I'm sure they're indoctrinating the kids in San Francisco. I knew a Latino woman: she said "You don't believe in Jesus? Then how do you think you got here?!?"

I said "I don't know." And that's O.K. with me. I do suppose descent from lower animals; but Darwinism is specifically descent by purely mindless, mechanical causes: and generally by random mutations and natural selection. It's unprovable and improbable.

I haven't seen her in years. I wonder if she knows what stuff her kids are being taught, here in San Francisco?

Sunday, February 03, 2008 4:24:00 PM  
Anonymous Anonymous said...

< I do suppose descent from lower animals >

How does one "descend" from something "lower"?

Sunday, February 03, 2008 8:16:00 PM  
Anonymous Anonymous said...

I wonder if the fundies would still jump on this with as much fervor if they just got rid of that one statement about evolution being the backbone of all biological sciences...

The tin-foiled conspiracy nut in my head tells me that this one innocuous statement was planted by a fundie incognito to provoke such a reaction from their sheeple communities. If it was intentional, it really is quite a brilliant move in a damned if you do or don't sort of way. Truly a shining example of the Wedge strategy in action. If the "Darwinists" concede, they will lose some credibility to the general public (OMG we were wrong lol), and make some of those initial allegations of dogmaticism hold weight. If they refuse to compromise outright (which is what's happening), they are in a sense standing behind a scientifically over-reaching statement and could possibly lose support from within their own scientific community. The fundies (and believe me, this IS a fundie-orchestrated movement based on statements from the BoE members themselves) thrive on this sort of conflict and attention seeking. (See Phelps and the WBC for extreme examples) It would of been more effective to include evolution with no over-reaching conflict-baiting statements and let the fundies grumble and moan about how it's the end of the good ol' days. Pride is a bitch to keep in check eh?

Monday, February 04, 2008 10:11:00 AM  
Anonymous Anonymous said...

Based on various intercepts that have been forwarded to me, checkuser at wikipedia has been infiltrated and is very leaky.

Raul654 and Filll were recently busted for sharing information about Amaltheus.

This information was discovered and leaked by Random Replicator, who soon resigned after Filll deduced that Random Replicator spilled the beans.

Shameless as ever, user filll aka Robert Stevens (possibly an alias) of Woodbridge, VA went around complaining that Random Replicator actually resigned because Amaltheus's supposed tendentious editing, and even awarded Random Replicator a barnstar after RR's resignation.

(The above is fact)

Moving on to educated speculation.

Meanwhile, raul654 seems to be a spook working on a DARPA program at the U.S. Army's Research Laboratory at Aberdeen Proving Ground, Maryland, and it is not hard to imagine that this project is wikipedia related and part of another intelligence operation.

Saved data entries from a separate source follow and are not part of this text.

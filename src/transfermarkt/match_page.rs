use regex::Regex;
use scraper::{ElementRef, Html, Selector};
use serde::Serialize;
use std::collections::HashSet;
use std::sync::LazyLock;

use super::minute::minute_from_sprite;
use super::{element_text, external_id_from_path, parse_score, sel, select_text};
use crate::db::models::{CardType, Formation, Side};

static FORMATION_RE: LazyLock<Regex> =
    LazyLock::new(|| Regex::new(r"(?:\d-)+\d").expect("valid formation pattern"));

/// A player as linked from a match page.
#[derive(Debug, Clone, PartialEq, Eq, Serialize)]
pub struct PlayerRef {
    pub external_id: i64,
    pub name: String,
}

#[derive(Debug, Clone, Serialize)]
pub struct LineupEntry {
    pub player: PlayerRef,
    pub shirt_number: Option<i32>,
    pub captain: bool,
}

#[derive(Debug, Clone, Serialize)]
pub struct LineupBlock {
    pub formation: Formation,
    /// Whether the block carried a tactical shape at all. Without one the
    /// page lists names only: no shirt numbers, captain or bench.
    pub has_shape: bool,
    pub starters: Vec<LineupEntry>,
    pub bench: Vec<LineupEntry>,
}

#[derive(Debug, Clone, Serialize)]
pub struct SubstitutionEntry {
    pub side: Side,
    pub minute: Option<i32>,
    pub player_in: Option<PlayerRef>,
    pub player_out: Option<PlayerRef>,
}

#[derive(Debug, Clone, Serialize)]
pub struct CardEntry {
    pub side: Side,
    pub minute: Option<i32>,
    pub player: Option<PlayerRef>,
    pub card_type: CardType,
}

#[derive(Debug, Clone, Serialize)]
pub struct MissedPenaltyEntry {
    /// Side of the penalty taker
    pub side: Side,
    pub minute: Option<i32>,
    pub taker: Option<PlayerRef>,
    /// Goalkeeper of the other side
    pub saved_by: Option<PlayerRef>,
    /// Fouling player of the other side
    pub conceded_by: Option<PlayerRef>,
}

#[derive(Debug, Clone, Serialize)]
pub struct GoalEntry {
    /// Side the goal is listed under (the side it counts for)
    pub side: Side,
    pub minute: Option<i32>,
    pub scorer: Option<PlayerRef>,
    pub assist: Option<PlayerRef>,
    /// Running score after the goal
    pub score: Option<(i32, i32)>,
    pub own_goal: bool,
    pub penalty: bool,
}

/// Everything extracted from one match report page.
#[derive(Debug, Clone, Default, Serialize)]
pub struct MatchDetailPage {
    /// Home then away; empty unless the page shows exactly two lineup blocks
    pub lineups: Vec<LineupBlock>,
    pub stadium: Option<String>,
    pub substitutions: Vec<SubstitutionEntry>,
    pub cards: Vec<CardEntry>,
    pub missed_penalties: Vec<MissedPenaltyEntry>,
    pub goals: Vec<GoalEntry>,
}

pub fn parse_match_page(html: &str) -> MatchDetailPage {
    let doc = Html::parse_document(html);
    let root = doc.root_element();

    let blocks: Vec<_> = root.select(&sel("#main .box .large-6")).collect();
    let lineups = if blocks.len() == 2 {
        blocks.iter().map(parse_lineup).collect()
    } else {
        Vec::new()
    };

    MatchDetailPage {
        lineups,
        stadium: parse_stadium(&root),
        substitutions: event_rows(&root, "#sb-wechsel ul li")
            .map(|li| parse_substitution(&li))
            .collect(),
        cards: event_rows(&root, "#sb-karten ul li")
            .map(|li| parse_card(&li))
            .collect(),
        missed_penalties: event_rows(&root, "#sb-verschossene ul li")
            .map(|li| parse_missed_penalty(&li))
            .collect(),
        goals: event_rows(&root, "#sb-tore ul li")
            .map(|li| parse_goal(&li))
            .collect(),
    }
}

fn event_rows<'a>(root: &ElementRef<'a>, css: &str) -> impl Iterator<Item = ElementRef<'a>> {
    root.select(&sel(css)).collect::<Vec<_>>().into_iter()
}

// ── Lineups ───────────────────────────────────────────────────────────────────

/// Tactical shape printed in the first row of a lineup block, e.g.
/// "Starting Line-up: 4-3-3 Attacking".
fn parse_shape(block: &ElementRef) -> Option<String> {
    let row = block.select(&sel(".row")).next()?;
    let div = row.select(&sel("div")).next()?;
    FORMATION_RE
        .find(&element_text(&div))
        .map(|m| m.as_str().to_string())
}

fn parse_lineup(block: &ElementRef) -> LineupBlock {
    let Some(shape) = parse_shape(block) else {
        // Names only: keep every distinct linked player as a starter
        let mut seen = HashSet::new();
        let starters = block
            .select(&sel(".spielprofil_tooltip"))
            .filter_map(|a| player_from_href(&a))
            .filter(|p| seen.insert(p.external_id))
            .map(|player| LineupEntry {
                player,
                shirt_number: None,
                captain: false,
            })
            .collect();
        return LineupBlock {
            formation: Formation::Unknown,
            has_shape: false,
            starters,
            bench: Vec::new(),
        };
    };

    let a = sel("a");
    let number = sel(".aufstellung-rueckennummer-box");
    let captain = sel(".kapitaenicon-formation");
    let starters = block
        .select(&sel(".aufstellung-spieler-container"))
        .filter_map(|container| {
            let player = container.select(&a).find_map(|l| player_from_href(&l))?;
            Some(LineupEntry {
                player,
                shirt_number: select_text(&container, &number).and_then(|t| t.parse().ok()),
                captain: container.select(&captain).next().is_some(),
            })
        })
        .collect();

    let tooltip = sel(".spielprofil_tooltip");
    let td = sel("td");
    let bench = block
        .select(&sel(".aufstellung-ersatzbank-box tr"))
        .filter_map(|row| {
            let link = row.select(&tooltip).next()?;
            let player = player_from_href(&link)?;
            Some(LineupEntry {
                player,
                shirt_number: select_text(&row, &td).and_then(|t| t.parse().ok()),
                captain: false,
            })
        })
        .collect();

    LineupBlock {
        formation: Formation::from_shape(&shape),
        has_shape: true,
        starters,
        bench,
    }
}

fn parse_stadium(root: &ElementRef) -> Option<String> {
    let info = root.select(&sel("#main .box .sb-zusatzinfos")).next()?;
    info.select(&sel("a"))
        .filter(|a| {
            a.value()
                .attr("href")
                .is_some_and(|href| href.starts_with("/stadion"))
        })
        .map(|a| element_text(&a))
        .filter(|name| !name.is_empty())
        .last()
}

// ── Events ────────────────────────────────────────────────────────────────────

fn side_of(li: &ElementRef) -> Side {
    if li.value().classes().any(|c| c == "sb-aktion-gast") {
        Side::Away
    } else {
        Side::Home
    }
}

fn event_minute(li: &ElementRef) -> Option<i32> {
    let clock = li.select(&sel(".sb-sprite-uhr-klein")).next()?;
    let style = clock.value().attr("style").unwrap_or_default();
    minute_from_sprite(style, &element_text(&clock))
}

/// Event links carry the player id in their `id` attribute; lineup links
/// only in the profile path.
fn player_from_event_link(a: &ElementRef) -> Option<PlayerRef> {
    let external_id = a
        .value()
        .attr("id")
        .and_then(|id| id.trim().parse().ok())
        .or_else(|| a.value().attr("href").and_then(external_id_from_path))?;
    Some(PlayerRef {
        external_id,
        name: element_text(a),
    })
}

fn player_from_href(a: &ElementRef) -> Option<PlayerRef> {
    let external_id = a.value().attr("href").and_then(external_id_from_path)?;
    let name = element_text(a);
    let name = if name.is_empty() {
        a.value().attr("title").unwrap_or_default().trim().to_string()
    } else {
        name
    };
    Some(PlayerRef { external_id, name })
}

fn first_player(li: &ElementRef, selector: &Selector) -> Option<PlayerRef> {
    li.select(selector)
        .next()
        .and_then(|a| player_from_event_link(&a))
}

fn parse_substitution(li: &ElementRef) -> SubstitutionEntry {
    SubstitutionEntry {
        side: side_of(li),
        minute: event_minute(li),
        player_in: first_player(li, &sel(".sb-aktion-wechsel-ein a")),
        player_out: first_player(li, &sel(".sb-aktion-wechsel-aus a")),
    }
}

fn parse_card(li: &ElementRef) -> CardEntry {
    let card_type = if li.select(&sel(".sb-rot")).next().is_some() {
        CardType::Red
    } else {
        CardType::Yellow
    };
    CardEntry {
        side: side_of(li),
        minute: event_minute(li),
        player: first_player(li, &sel(".sb-aktion-aktion a")),
        card_type,
    }
}

fn parse_missed_penalty(li: &ElementRef) -> MissedPenaltyEntry {
    let mut entry = MissedPenaltyEntry {
        side: side_of(li),
        minute: event_minute(li),
        taker: None,
        saved_by: None,
        conceded_by: None,
    };
    let a = sel("a");
    for span in li.select(&sel(".sb-aktion-aktion span")) {
        let Some(player) = span.select(&a).next().and_then(|l| player_from_event_link(&l)) else {
            continue;
        };
        let text = element_text(&span);
        if text.contains("Missed") {
            continue;
        } else if text.contains("Saved") {
            entry.saved_by = Some(player);
        } else if text.contains("Conceded") {
            entry.conceded_by = Some(player);
        } else {
            entry.taker = Some(player);
        }
    }
    entry
}

fn parse_goal(li: &ElementRef) -> GoalEntry {
    let links = sel(".sb-aktion-aktion a");
    let mut players = li.select(&links).filter_map(|a| player_from_event_link(&a));
    let scorer = players.next();
    let assist = players.next();
    let text = element_text(li);
    GoalEntry {
        side: side_of(li),
        minute: event_minute(li),
        scorer,
        assist,
        score: select_text(li, &sel(".sb-aktion-spielstand")).and_then(|t| parse_score(&t)),
        own_goal: text.contains("Own-goal"),
        penalty: text.contains("Penalty"),
    }
}

#[cfg(test)]
mod tests {
    use super::*;

    const DETAIL: &str = include_str!("../../fixtures/match_detail.html");

    #[test]
    fn test_lineups() {
        let page = parse_match_page(DETAIL);
        assert_eq!(page.lineups.len(), 2);

        let home = &page.lineups[0];
        assert!(home.has_shape);
        assert_eq!(home.formation, Formation::F433);
        assert_eq!(home.starters.len(), 3);
        assert_eq!(home.starters[0].shirt_number, Some(1));
        assert!(home.starters[1].captain);
        assert_eq!(home.bench.len(), 1);
        assert_eq!(home.bench[0].player.external_id, 104);
        assert_eq!(home.bench[0].shirt_number, Some(12));

        let away = &page.lineups[1];
        assert!(!away.has_shape);
        assert_eq!(away.formation, Formation::Unknown);
        assert_eq!(away.starters.len(), 3);
        assert!(away.bench.is_empty());
    }

    #[test]
    fn test_stadium() {
        let page = parse_match_page(DETAIL);
        assert_eq!(page.stadium.as_deref(), Some("Emirates Stadium"));
    }

    #[test]
    fn test_events() {
        let page = parse_match_page(DETAIL);

        assert_eq!(page.substitutions.len(), 2);
        let sub = &page.substitutions[0];
        assert_eq!(sub.side, Side::Home);
        assert_eq!(sub.minute, Some(63));
        assert_eq!(sub.player_in.as_ref().unwrap().external_id, 104);
        assert_eq!(sub.player_out.as_ref().unwrap().external_id, 103);
        assert_eq!(page.substitutions[1].side, Side::Away);

        assert_eq!(page.cards.len(), 2);
        assert_eq!(page.cards[0].card_type, CardType::Yellow);
        assert_eq!(page.cards[1].card_type, CardType::Red);
        assert_eq!(page.cards[1].side, Side::Away);

        assert_eq!(page.missed_penalties.len(), 1);
        let mp = &page.missed_penalties[0];
        assert_eq!(mp.side, Side::Away);
        assert_eq!(mp.taker.as_ref().unwrap().external_id, 202);
        assert_eq!(mp.saved_by.as_ref().unwrap().external_id, 101);

        assert_eq!(page.goals.len(), 3);
        let first = &page.goals[0];
        assert_eq!(first.scorer.as_ref().unwrap().external_id, 103);
        assert_eq!(first.assist.as_ref().unwrap().external_id, 102);
        assert_eq!(first.score, Some((1, 0)));
        assert_eq!(first.minute, Some(12));
        assert!(page.goals[1].penalty);
        assert_eq!(page.goals[1].side, Side::Away);
        assert_eq!(page.goals[2].minute, Some(93));
    }

    #[test]
    fn test_goal_links_give_scorer_then_assist() {
        let page = parse_match_page(DETAIL);
        let scorers: Vec<_> = page
            .goals
            .iter()
            .map(|g| g.scorer.as_ref().map(|p| p.external_id))
            .collect();
        assert_eq!(scorers, vec![Some(103), Some(201), Some(104)]);
        assert!(page.goals[1].assist.is_none());
        assert!(page.goals[2].assist.is_none());
        assert!(!page.goals[0].own_goal);
    }

    #[test]
    fn test_page_without_blocks() {
        let page = parse_match_page("<html><body><div id=\"main\"></div></body></html>");
        assert!(page.lineups.is_empty());
        assert!(page.stadium.is_none());
        assert!(page.goals.is_empty());
    }

    #[test]
    fn test_formation_shape() {
        assert_eq!(
            FORMATION_RE.find("Starting Line-up: 4-2-3-1 defensive").unwrap().as_str(),
            "4-2-3-1"
        );
        assert!(FORMATION_RE.find("Starting Line-up").is_none());
    }
}
use axum::{
    extract::{Path, State},
    http::StatusCode,
    routing::{get, post},
    Json, Router,
};
use serde::Deserialize;
use std::sync::Arc;
use tower_http::cors::CorsLayer;
use tracing::error;

use crate::db::models::{PlayerPoints, Team, TeamDetail};
use crate::db::Database;
use crate::error::ServiceError;
use crate::standings::{compute_standings, StandingValue};

#[derive(Clone)]
pub struct AppState {
    pub db: Database,
}

type ApiResult<T> = Result<Json<T>, (StatusCode, String)>;

/// Build the query API router.
pub fn router(state: AppState) -> Router {
    Router::new()
        .route("/api/teams", get(list_teams_handler).post(create_team_handler))
        .route("/api/teams/search/:query", get(search_teams_handler))
        .route("/api/teams/:id", get(team_handler))
        .route("/api/teams/:id/players", post(attach_player_handler))
        .route("/api/leagues/:id/standings", get(league_standings_handler))
        .route("/api/standings", get(standings_handler))
        .route("/api/matches/:id/points", get(match_points_handler))
        .layer(CorsLayer::permissive())
        .with_state(Arc::new(state))
}

/// Domain failures are the caller's fault; anything else is ours.
fn error_response(e: anyhow::Error) -> (StatusCode, String) {
    match ServiceError::find(&e) {
        Some(domain) => (StatusCode::BAD_REQUEST, domain.to_string()),
        None => {
            error!("Request failed: {:#}", e);
            (StatusCode::INTERNAL_SERVER_ERROR, e.to_string())
        }
    }
}

/// GET /api/teams
async fn list_teams_handler(State(state): State<Arc<AppState>>) -> ApiResult<Vec<Team>> {
    state.db.list_teams().map(Json).map_err(error_response)
}

/// GET /api/teams/search/:query
async fn search_teams_handler(
    State(state): State<Arc<AppState>>,
    Path(query): Path<String>,
) -> ApiResult<Vec<Team>> {
    state.db.search_teams(&query).map(Json).map_err(error_response)
}

/// GET /api/teams/:id
async fn team_handler(
    State(state): State<Arc<AppState>>,
    Path(id): Path<i64>,
) -> ApiResult<TeamDetail> {
    match state.db.team_detail(id) {
        Ok(Some(detail)) => Ok(Json(detail)),
        Ok(None) => Err((StatusCode::NOT_FOUND, format!("team {} not found", id))),
        Err(e) => Err(error_response(e)),
    }
}

#[derive(Debug, Deserialize)]
struct NewTeamRequest {
    name: String,
    /// Defaults to the name
    code: Option<String>,
    crest: Option<String>,
}

/// POST /api/teams
async fn create_team_handler(
    State(state): State<Arc<AppState>>,
    Json(req): Json<NewTeamRequest>,
) -> Result<(StatusCode, Json<Team>), (StatusCode, String)> {
    if req.name.trim().is_empty() {
        return Err((StatusCode::BAD_REQUEST, "team name is required".to_string()));
    }
    state
        .db
        .create_team(req.name.trim(), req.code.as_deref(), req.crest.as_deref())
        .map(|team| (StatusCode::CREATED, Json(team)))
        .map_err(error_response)
}

#[derive(Debug, Deserialize)]
struct AttachPlayerRequest {
    player_id: i64,
}

/// POST /api/teams/:id/players
async fn attach_player_handler(
    State(state): State<Arc<AppState>>,
    Path(team_id): Path<i64>,
    Json(req): Json<AttachPlayerRequest>,
) -> ApiResult<TeamDetail> {
    state
        .db
        .attach_player_to_team(team_id, req.player_id)
        .map_err(error_response)?;
    match state.db.team_detail(team_id) {
        Ok(Some(detail)) => Ok(Json(detail)),
        Ok(None) => Err(error_response(ServiceError::InvalidTeamId(team_id).into())),
        Err(e) => Err(error_response(e)),
    }
}

/// GET /api/leagues/:id/standings
async fn league_standings_handler(
    State(state): State<Arc<AppState>>,
    Path(league_id): Path<i64>,
) -> ApiResult<Vec<StandingValue>> {
    compute_standings(&state.db, Some(league_id))
        .map(Json)
        .map_err(error_response)
}

/// GET /api/standings
async fn standings_handler(State(state): State<Arc<AppState>>) -> ApiResult<Vec<StandingValue>> {
    compute_standings(&state.db, None)
        .map(Json)
        .map_err(error_response)
}

/// GET /api/matches/:id/points
async fn match_points_handler(
    State(state): State<Arc<AppState>>,
    Path(match_id): Path<i64>,
) -> ApiResult<Vec<PlayerPoints>> {
    match state.db.find_match(match_id) {
        Ok(Some(_)) => state
            .db
            .points_for_match(match_id)
            .map(Json)
            .map_err(error_response),
        Ok(None) => Err((StatusCode::NOT_FOUND, format!("match {} not found", match_id))),
        Err(e) => Err(error_response(e)),
    }
}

Remember, SlimVirgin has previously been outed as MI6 by wikipedia watch, and Orangemarlin is formally ONI.

The ability of wikipedia to track sock puppets has more to do with rootkits than anything else.

Information is power, and the pen is mightier (or mighty enough) to attract the attention of various intelligence agencies. Welcome to the age of information wars.

To the unschooled, this will sound paranoid. But if you're ready, take the red pill.